Austin Hughes: Overkill by central banks could pose serious problems for many households and businesses
The key concern for central bankers is that the inflation shock of the past year becomes baked into lasting high global inflation.
This year has proved a far more challenging year than might have been expected, however, the Irish economy has risen to the challenges and is finishing the year in a much better condition than most had predicted.
This is not to say the past 12 months have not been very challenging for most households and firms. Runaway inflation, rising interest rates, and the range of problems afflicting the housing market have weighed on sentiment and spending power. Consumer and business confidence have also been hard hit by the seismic impact on global conditions of Russia’s invasion of Ukraine, and the more localised effects of recurrent sea changes in British policy-setting.
Despite these difficulties, the Irish economy delivered strong and sustained growth in activity and employment in 2022. The resilience the Irish economy has shown through the past year represents an important counter to some likely daunting challenges in 2023.
Events in Ukraine and, to an altogether lesser extent in the UK, during 2022 underline the unpredictability and fragility of the geopolitical environment globally. It is certainly possible, perhaps even probable, that 2023 could deliver somewhat calmer conditions, but stormy weather now appears to be an intrinsic feature of the economic climate.
This means we can’t be sure we are past the peak in inflation pressures but price changes in the coming year might be less explosive than in 2022. Instead, how the fallout from inflation is handled in Ireland and elsewhere could be a critical issue in 2023.
Because energy and food prices picked up sharply as 2022 developed, the measured inflation rate is likely to remain worryingly high for much of the year ahead. The key concern for central bankers is that the inflation shock of the past year becomes baked into lasting high global inflation. This risk of inflation persisting is likely to be met with further significant and economically damaging increases in interest rates for at least the first half of next year.
Last week saw further interest rate increases from a range of central banks worldwide. The common accompanying message was that monetary policy will tighten further, possibly much further, to avoid the inflation surge of the past year becoming embedded in the pricing behaviours of firms and wage bargainers. Certainly, if an inflation free-for-all developed, several years of very poor economic conditions would follow. However, I am hopeful that a damaging price-wage spiral can be avoided.

Job markets remain reasonably solid. November data show Irish unemployment at just 4.4% and many other countries are also reporting numbers that are low compared to historic experience. However, in the main, wages remain relatively subdued. Average weekly earnings growth here at just 3.2% was just over a third of the pace of the prevailing Irish inflation rate in the third quarter and also lower than wage growth in any of the five previous years. This suggests most workers are focussed first and foremost on job security and recognise that the scope for inflation-beating wage increases is negligible for most businesses.
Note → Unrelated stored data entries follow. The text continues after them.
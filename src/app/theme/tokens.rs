//! Design tokens and the fixed set of style variables a theme writes.

use crate::app::domain::{ThemeMode, ThemeProfile};

/// Prefix shared by every style variable.
pub const VAR_PREFIX: &str = "--pp-";

/// Attribute carrying the active mode, for selectors keyed on it.
pub const MODE_ATTRIBUTE: &str = "data-pp-theme";

/// 8px grid.
pub const SPACING: [(&str, &str); 7] = [
    ("xs", "4px"),
    ("sm", "8px"),
    ("md", "16px"),
    ("lg", "24px"),
    ("xl", "32px"),
    ("2xl", "48px"),
    ("3xl", "64px"),
];

pub const ELEVATION: [(&str, &str); 5] = [
    ("0", "none"),
    ("1", "0 2px 8px rgba(0, 0, 0, 0.08)"),
    ("2", "0 4px 16px rgba(0, 0, 0, 0.12)"),
    ("3", "0 8px 32px rgba(0, 0, 0, 0.16)"),
    ("4", "0 16px 64px rgba(0, 0, 0, 0.20)"),
];

pub const BORDER_RADIUS: [(&str, &str); 4] = [
    ("sm", "6px"),
    ("md", "12px"),
    ("lg", "16px"),
    ("pill", "999px"),
];

pub const EASING: [(&str, &str); 4] = [
    ("smooth", "cubic-bezier(0.4, 0.0, 0.2, 1)"),
    ("apple", "cubic-bezier(0.25, 0.1, 0.25, 1)"),
    ("bounce", "cubic-bezier(0.68, -0.55, 0.265, 1.55)"),
    ("sharp", "cubic-bezier(0.4, 0.0, 0.6, 1)"),
];

pub const DURATION: [(&str, &str); 5] = [
    ("micro", "100ms"),
    ("quick", "200ms"),
    ("standard", "300ms"),
    ("deliberate", "500ms"),
    ("slow", "700ms"),
];

/// Total number of variables produced by [`theme_variables`].
pub const VARIABLE_COUNT: usize =
    14 + 2 + SPACING.len() + ELEVATION.len() + BORDER_RADIUS.len() + EASING.len() + DURATION.len();

fn var(name: &str) -> String {
    format!("{}{}", VAR_PREFIX, name)
}

fn push_group(out: &mut Vec<(String, String)>, group: &str, tokens: &[(&str, &str)]) {
    for (key, value) in tokens {
        out.push((var(&format!("{}-{}", group, key)), value.to_string()));
    }
}

/// Every style variable for `(profile, mode)`, in a stable order.
///
/// Pure function of its inputs; the theme store writes exactly this list.
pub fn theme_variables(profile: &ThemeProfile, mode: ThemeMode) -> Vec<(String, String)> {
    let colors = profile.palette(mode);
    let mut out = Vec::with_capacity(VARIABLE_COUNT);

    let color_tokens = [
        ("bg-primary", &colors.bg_primary),
        ("bg-secondary", &colors.bg_secondary),
        ("bg-tertiary", &colors.bg_tertiary),
        ("text-primary", &colors.text_primary),
        ("text-secondary", &colors.text_secondary),
        ("text-tertiary", &colors.text_tertiary),
        ("accent-primary", &colors.accent_primary),
        ("accent-secondary", &colors.accent_secondary),
        ("success", &colors.success),
        ("warning", &colors.warning),
        ("error", &colors.error),
        ("info", &colors.info),
        ("pattern-glow", &colors.pattern_glow),
        ("shadow", &colors.shadow),
    ];
    for (key, value) in color_tokens {
        out.push((var(&format!("color-{}", key)), value.clone()));
    }

    out.push((var("font-code"), profile.typography.code_font.clone()));
    out.push((var("font-ui"), profile.typography.ui_font.clone()));

    push_group(&mut out, "space", &SPACING);
    push_group(&mut out, "elevation", &ELEVATION);
    push_group(&mut out, "radius", &BORDER_RADIUS);
    push_group(&mut out, "ease", &EASING);
    push_group(&mut out, "duration", &DURATION);

    out
}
Unfortunately, central bank rate increases are designed to reduce demand while most price pressures currently reflect supply issues in areas such as energy and food or their spillover effects through higher transport or hospitality costs. That makes me worry that, together with other pressures, central bank overkill could pose serious problems for many households and businesses in 2023.
This means the key factors that supported the Irish economy through the past year may be called upon in the year ahead. The first is the strength and sectoral focus of the multinational sector, with diverse activities in tech, pharma and life sciences providing significant impetus in terms of activity, employment, and tax revenues to counter a challenging global environment.
A second key domestic strength is healthy public finances that provide scope for a substantial if partial cushioning of more exposed households and firms. Softer economic conditions argue for and allow notably upscaled but focussed spending on areas such as health and housing. A critical task for 2023 is how to manage such a step-up without fuelling the view that endless public monies can be thrown at all problems.Â
A third and often neglected domestic strength is the resilience and ingenuity of households and businesses who have learned, from regular if unexpected economic challenges, a capacity to adjust their sense of what may lie ahead and amend behaviour accordingly. This flexibility and determination have served the Irish economy very well in 2022 and can do the same through any challenges faced in 2023.